The Simplest Mistake ETF Investors Make

By Nathan Slaughter
September 01, 2010

Ever notice how the simplest task is more complicated these days? Like buying cereal at the grocery store? I just popped in to get a box of Cheerios and was confronted with no less than six different varieties: honey, frosted, chocolate, multi-grain, banana nut and oat clusters.

These products all belong to the same basic Cheerios category. And they have similar packaging and prices. But open the boxes and you find some pretty stark differences inside.

The same is true with exchange-traded funds (ETFs).

Investors usually have a general shopping list in mind: biotech, small-cap, foreign bonds -- whatever.
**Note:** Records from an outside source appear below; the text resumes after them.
// workout-planner-tui/src/app/actions.rs
use super::form::handle_form_input;
use super::navigation_helpers::{list_next, list_previous};
use super::state::{ActiveModal, App, ExerciseForm};
use anyhow::Result;
use crossterm::event::{KeyCode, KeyEvent};

impl App {
    pub fn handle_key_event(&mut self, key: KeyEvent) -> Result<()> {
        self.mark_dirty();

        if self.active_modal != ActiveModal::None {
            return self.handle_modal_input(key);
        }
        if self.grabbed.is_some() {
            self.handle_drag_input(key);
            return Ok(());
        }

        let len = self.service.exercises().len();
        match key.code {
            KeyCode::Char('q') => self.should_quit = true,
            KeyCode::Char('?') => self.active_modal = ActiveModal::Help,
            KeyCode::Char('j') | KeyCode::Down => list_next(&mut self.list_state, len),
            KeyCode::Char('k') | KeyCode::Up => list_previous(&mut self.list_state, len),
            KeyCode::Char('a') => self.active_modal = ActiveModal::Form(ExerciseForm::blank()),
            KeyCode::Char('e') | KeyCode::Enter => self.open_edit_form(),
            KeyCode::Char('d') | KeyCode::Delete => self.open_delete_confirmation(),
            KeyCode::Char(' ') => {
                if let Some(index) = self.selected_index() {
                    self.grabbed = Some(index);
                }
            }
            _ => {}
        }
        Ok(())
    }

    // While a row is grabbed every step is one reorder, like a drag passing over rows
    fn handle_drag_input(&mut self, key: KeyEvent) {
        let Some(from) = self.grabbed else {
            return;
        };
        let last = self.service.exercises().len().saturating_sub(1);
        let to = match key.code {
            KeyCode::Char('j') | KeyCode::Down => (from + 1).min(last),
            KeyCode::Char('k') | KeyCode::Up => from.saturating_sub(1),
            KeyCode::Char('g') | KeyCode::Home => 0,
            KeyCode::Char('G') | KeyCode::End => last,
            KeyCode::Char(' ') | KeyCode::Enter | KeyCode::Esc => {
                self.grabbed = None;
                return;
            }
            _ => return,
        };
        if self.service.reorder_exercises(from, to) {
            self.grabbed = Some(to);
            self.list_state.select(Some(to));
        }
    }

    fn open_edit_form(&mut self) {
        let Some(id) = self
            .selected_index()
            .map(|i| self.service.exercises()[i].id.clone())
        else {
            return;
        };
        if !self.service.edit_exercise(&id) {
            self.set_error(format!("Exercise {id} no longer exists"));
            return;
        }
        if let Some(draft) = self.service.edit_session().draft() {
            self.active_modal = ActiveModal::Form(ExerciseForm::for_edit(draft));
        }
    }

    fn open_delete_confirmation(&mut self) {
        if let Some(exercise) = self
            .selected_index()
            .and_then(|i| self.service.exercises().get(i))
        {
            self.active_modal = ActiveModal::ConfirmDelete {
                exercise_id: exercise.id.clone(),
                exercise_name: exercise.name.clone(),
            };
        }
    }

    fn handle_modal_input(&mut self, key: KeyEvent) -> Result<()> {
        match &self.active_modal {
            ActiveModal::None => {}
            ActiveModal::Help => {
                if matches!(key.code, KeyCode::Esc | KeyCode::Enter | KeyCode::Char('?')) {
                    self.active_modal = ActiveModal::None;
                }
            }
            ActiveModal::Form(_) => handle_form_input(self, key),
            ActiveModal::ConfirmDelete { exercise_id, .. } => match key.code {
                KeyCode::Char('y') | KeyCode::Enter => {
                    let id = exercise_id.clone();
                    self.active_modal = ActiveModal::None;
                    if self.service.remove_exercise(&id).is_none() {
                        self.set_error("Exercise was already deleted".to_string());
                    }
                    self.clamp_selection();
                }
                KeyCode::Char('n') | KeyCode::Esc => self.active_modal = ActiveModal::None,
                _ => {}
            },
        }
        Ok(())
    }
}

#[cfg(test)]
pub(crate) mod tests {
    use crate::app::state::{ActiveModal, App};
    use crossterm::event::{KeyCode, KeyEvent, KeyModifiers};
    use tempfile::TempDir;
    use workout_planner_lib::{AppService, Config, ExerciseDraft, FileSlot};

    pub(crate) fn key(code: KeyCode) -> KeyEvent {
        KeyEvent::new(code, KeyModifiers::NONE)
    }

    pub(crate) fn test_app(dir: &std::path::Path, names: &[&str]) -> App {
        let mut service = AppService::with_persistence(
            Config::default(),
            dir.join("config.toml"),
            FileSlot::new(dir.join("slot.json")),
        );
        for name in names {
            service
                .add_exercise(ExerciseDraft::new(*name, 3, 10))
                .unwrap();
        }
        App::new(service)
    }

    fn names(app: &App) -> Vec<&str> {
        app.service
            .exercises()
            .iter()
            .map(|e| e.name.as_str())
            .collect()
    }

    #[test]
    fn grab_and_move_reorders_step_by_step() {
        let dir = TempDir::new().unwrap();
        let mut app = test_app(dir.path(), &["A", "B", "C"]);

        app.handle_key_event(key(KeyCode::Char(' '))).unwrap();
        assert_eq!(app.grabbed, Some(0));
        app.handle_key_event(key(KeyCode::Down)).unwrap();
        assert_eq!(names(&app), ["B", "A", "C"]);
        app.handle_key_event(key(KeyCode::Down)).unwrap();
        app.handle_key_event(key(KeyCode::Down)).unwrap();
        assert_eq!(names(&app), ["B", "C", "A"]);
        assert_eq!(app.list_state.selected(), Some(2));

        app.handle_key_event(key(KeyCode::Char('g'))).unwrap();
        assert_eq!(names(&app), ["A", "B", "C"]);
        app.handle_key_event(key(KeyCode::Char(' '))).unwrap();
        assert_eq!(app.grabbed, None);

        // Not grabbed: navigation only
        app.handle_key_event(key(KeyCode::Down)).unwrap();
        assert_eq!(names(&app), ["A", "B", "C"]);
        assert_eq!(app.list_state.selected(), Some(1));
    }

    #[test]
    fn delete_requires_confirmation() {
        let dir = TempDir::new().unwrap();
        let mut app = test_app(dir.path(), &["A", "B"]);
        app.list_state.select(Some(1));

        app.handle_key_event(key(KeyCode::Char('d'))).unwrap();
        assert!(matches!(app.active_modal, ActiveModal::ConfirmDelete { .. }));
        app.handle_key_event(key(KeyCode::Char('n'))).unwrap();
        assert_eq!(names(&app), ["A", "B"]);

        app.handle_key_event(key(KeyCode::Char('d'))).unwrap();
        app.handle_key_event(key(KeyCode::Char('y'))).unwrap();
        assert_eq!(names(&app), ["A"]);
        assert_eq!(app.list_state.selected(), Some(0));
    }

    #[test]
    fn store_changes_request_a_redraw() {
        let dir = TempDir::new().unwrap();
        let mut app = test_app(dir.path(), &["A", "B"]);
        assert!(app.take_redraw());
        assert!(!app.take_redraw());
        app.service.reorder_exercises(0, 1);
        assert!(app.take_redraw());
    }
}
// workout-planner-lib/src/config.rs
use comfy_table::Color;
use serde::{Deserialize, Serialize};
use std::fs;
use std::path::{Path, PathBuf};
use std::str::FromStr;
use strum_macros::EnumString;
use thiserror::Error;

const CONFIG_FILE_NAME: &str = "config.toml";
const APP_CONFIG_DIR: &str = "workout-planner";
const CONFIG_ENV_VAR: &str = "WORKOUT_PLANNER_CONFIG_DIR";
pub const DEFAULT_SLOT_NAME: &str = "workoutExercises";

#[derive(Error, Debug)]
pub enum ConfigError {
    #[error("Could not determine configuration directory.")]
    CannotDetermineConfigDir,
    #[error("I/O error accessing config file: {0}")]
    Io(#[from] std::io::Error),
    #[error("Failed to parse config file (TOML): {0}")]
    TomlParse(#[from] toml::de::Error),
    #[error("Failed to serialize config data (TOML): {0}")]
    TomlSerialize(#[from] toml::ser::Error),
    #[error("Invalid color name: {0}")]
    InvalidColor(String),
    #[error("Slot name cannot be empty.")]
    EmptySlotName,
}

/// Header colors the table renderer understands. Names match case-insensitively.
#[derive(Debug, Clone, Copy, PartialEq, Eq, EnumString)]
#[strum(ascii_case_insensitive)]
pub enum StandardColor {
    Black,
    Red,
    Green,
    Yellow,
    Blue,
    Magenta,
    Cyan,
    White,
    Grey,
    DarkGrey,
    DarkRed,
    DarkGreen,
    DarkYellow,
    DarkBlue,
    DarkMagenta,
    DarkCyan,
}

impl From<StandardColor> for Color {
    fn from(color: StandardColor) -> Self {
        use StandardColor as C;
        match color {
            C::Black => Color::Black,
            C::Red => Color::Red,
            C::Green => Color::Green,
            C::Yellow => Color::Yellow,
            C::Blue => Color::Blue,
            C::Magenta => Color::Magenta,
            C::Cyan => Color::Cyan,
            C::White => Color::White,
            C::Grey => Color::Grey,
            C::DarkGrey => Color::DarkGrey,
            C::DarkRed => Color::DarkRed,
            C::DarkGreen => Color::DarkGreen,
            C::DarkYellow => Color::DarkYellow,
            C::DarkBlue => Color::DarkBlue,
            C::DarkMagenta => Color::DarkMagenta,
            C::DarkCyan => Color::DarkCyan,
        }
    }
}

/// # Errors
/// Returns `ConfigError::InvalidColor` for unknown names.
pub fn parse_color(name: &str) -> Result<StandardColor, ConfigError> {
    StandardColor::from_str(name.trim()).map_err(|_| ConfigError::InvalidColor(name.to_string()))
}

#[derive(Serialize, Deserialize, Debug, Clone, PartialEq, Eq)]
#[serde(default)]
pub struct Theme {
    pub header_color: String, // Color name, checked by `header_color()`
}

impl Default for Theme {
    fn default() -> Self {
        Self {
            header_color: "Green".to_string(),
        }
    }
}

impl Theme {
    /// # Errors
    /// Returns `ConfigError::InvalidColor` if the stored name is unknown.
    pub fn header_color(&self) -> Result<StandardColor, ConfigError> {
        parse_color(&self.header_color)
    }
}

#[derive(Serialize, Deserialize, Debug, Clone, PartialEq, Eq)]
#[serde(default)]
pub struct Config {
    /// Name of the durable slot; the file is `<slot_name>.json`.
    pub slot_name: String,
    /// Directory for the slot. Platform data directory when unset.
    pub data_dir: Option<PathBuf>,
    pub theme: Theme,
}

impl Default for Config {
    fn default() -> Self {
        Self {
            slot_name: DEFAULT_SLOT_NAME.to_string(),
            data_dir: None,
            theme: Theme::default(),
        }
    }
}

/// Determines the path to the configuration file, creating its directory.
/// # Errors
/// Returns `ConfigError` if no directory can be determined or created.
pub fn get_config_path() -> Result<PathBuf, ConfigError> {
    let config_dir_path = match std::env::var(CONFIG_ENV_VAR) {
        Ok(path_str) if !path_str.trim().is_empty() => PathBuf::from(path_str),
        _ => dirs::config_dir()
            .ok_or(ConfigError::CannotDetermineConfigDir)?
            .join(APP_CONFIG_DIR),
    };

    if !config_dir_path.exists() {
        fs::create_dir_all(&config_dir_path)?;
    }

    Ok(config_dir_path.join(CONFIG_FILE_NAME))
}

/// Loads the configuration, writing a default file if none exists.
/// # Errors
/// Returns `ConfigError` on I/O or TOML errors, or if the slot name is blank.
pub fn load(config_path: &Path) -> Result<Config, ConfigError> {
    if config_path.exists() {
        let config_content = fs::read_to_string(config_path)?;
        let config: Config = toml::from_str(&config_content)?;
        if config.slot_name.trim().is_empty() {
            return Err(ConfigError::EmptySlotName);
        }
        Ok(config)
    } else {
        let default_config = Config::default();
        save(config_path, &default_config)?;
        Ok(default_config)
    }
}

/// # Errors
/// Returns `ConfigError` on I/O or serialization errors.
pub fn save(config_path: &Path, config: &Config) -> Result<(), ConfigError> {
    if let Some(parent_dir) = config_path.parent() {
        if !parent_dir.exists() {
            fs::create_dir_all(parent_dir)?;
        }
    }
    let config_content = toml::to_string_pretty(config)?;
    fs::write(config_path, config_content)?;
    Ok(())
}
And once we get to those aisles in the ETF supermarket, there are a dizzying number of choices.

It's a common mistake to assume that one fund in a specific category looks more or less like all the others, so we grab the closest box off the shelf without checking the portfolio's ingredients. That's a great way to get vanilla when you really want chocolate.

Many funds look alike on the outside, so it's easy to assume they're built alike on the inside. If crude oil is headed higher, isn't one ETF as good as the other? Is there really much difference between the Vanguard Energy ETF (NYSE: VDE) and WisdomTree International Energy ETF (NYSE: DKA)?

Actually, there is.

One fund is weighted by market capitalization while the other is weighted by dividends. One fund invests mostly in the United States while the other invests strictly overseas. One fund has zero exposure to BP (NYSE: BP) -- for the other, it's the single largest holding.

I'm not making a judgment call on either of these funds, I'm just saying it would be foolish to assume these structurally different funds will deliver identical returns.

You can't tell much from a fund's name without digging deeper. Consider Merrill Lynch's Internet Infrastructure HOLDRs (NYSE: IIH). On the surface, the fund sounds like an ideal way to harness the Internet's vast profit potential. But what exactly are you buying?

Right now, the portfolio has just eight holdings. Six of those are tiny penny stocks. And the other two, Akamai Technologies (Nasdaq: AKAM) and Verisign (Nasdaq: VRSN), soak up 90% of the fund's assets. Even if you like those two stocks, why not just buy them individually and save yourself the custody fees?

You see, the fund is governed by flawed indexing methodology. The sterile portfolio is fixed and can't be rebalanced or reconstituted. So over the years, the original holdings have dwindled: Alteon Websystems, for example, was acquired by Nortel Networks, while Inktomi became part of Yahoo (Nasdaq: YHOO). Portal Software, also a former holding, has been delisted.

This handicap has led to streaky performance and generally dismal returns for investors. In its heyday, IIH used to change hands above $55. Today it trades for less than $4. Long-time shareholders have seen more than -95% of their value wiped out. (Personally, I prefer adaptable funds that can hit the refresh button, particularly in the tech sector, where disruptive changes mean today's highflier is tomorrow's has-been.)

Of course, this is hardly an isolated example.

Popular new products designed to address specific strategies are another potential pitfall. There are ETFs to protect against inflation, to bet on falling home values, even to profit from a widening (or narrowing) of the yield curve.

These funds are innovative and clever, but don't naively assume they all have flawless execution -- that might be a costly mistake.

Case in point: there are concrete reasons to believe the U.S. dollar is headed down the wrong path, but without knowing where they'd land, some investors jumped with both feet into the PowerShares U.S. Dollar Bearish Fund (NYSE: UDN).

The name sounds right. But is this really the best way to hedge against a falling dollar? Probably not. As collateral for futures contracts, the fund holds U.S. treasuries, which I think are overvalued and likely to fall. More importantly, the euro accounts for 58% of the underlying index.

So UDN isn't so much betting against the dollar as it is betting on the euro -- but both are likely to lose ground relative to other currencies. If you own UDN, ask yourself this question: What's to stop the greenback from depreciating in general but gaining against the euro?

Talk about winning the battle but losing the war.

The Investing Answer: Don't assume the work is done just because you've identified a sector, country or theme that sounds promising. You have to go a step further and isolate which product within that niche best fits your goals.

There are now about 1,000 ETFs on the market -- and more are being launched every day. But more options mean more homework.

Familiarize yourself with a fund's tactics -- a traditional issuer like iShares does things different than a quantitative-driven indexer like PowerShares. Which flavor you prefer depends on your own particular tastes.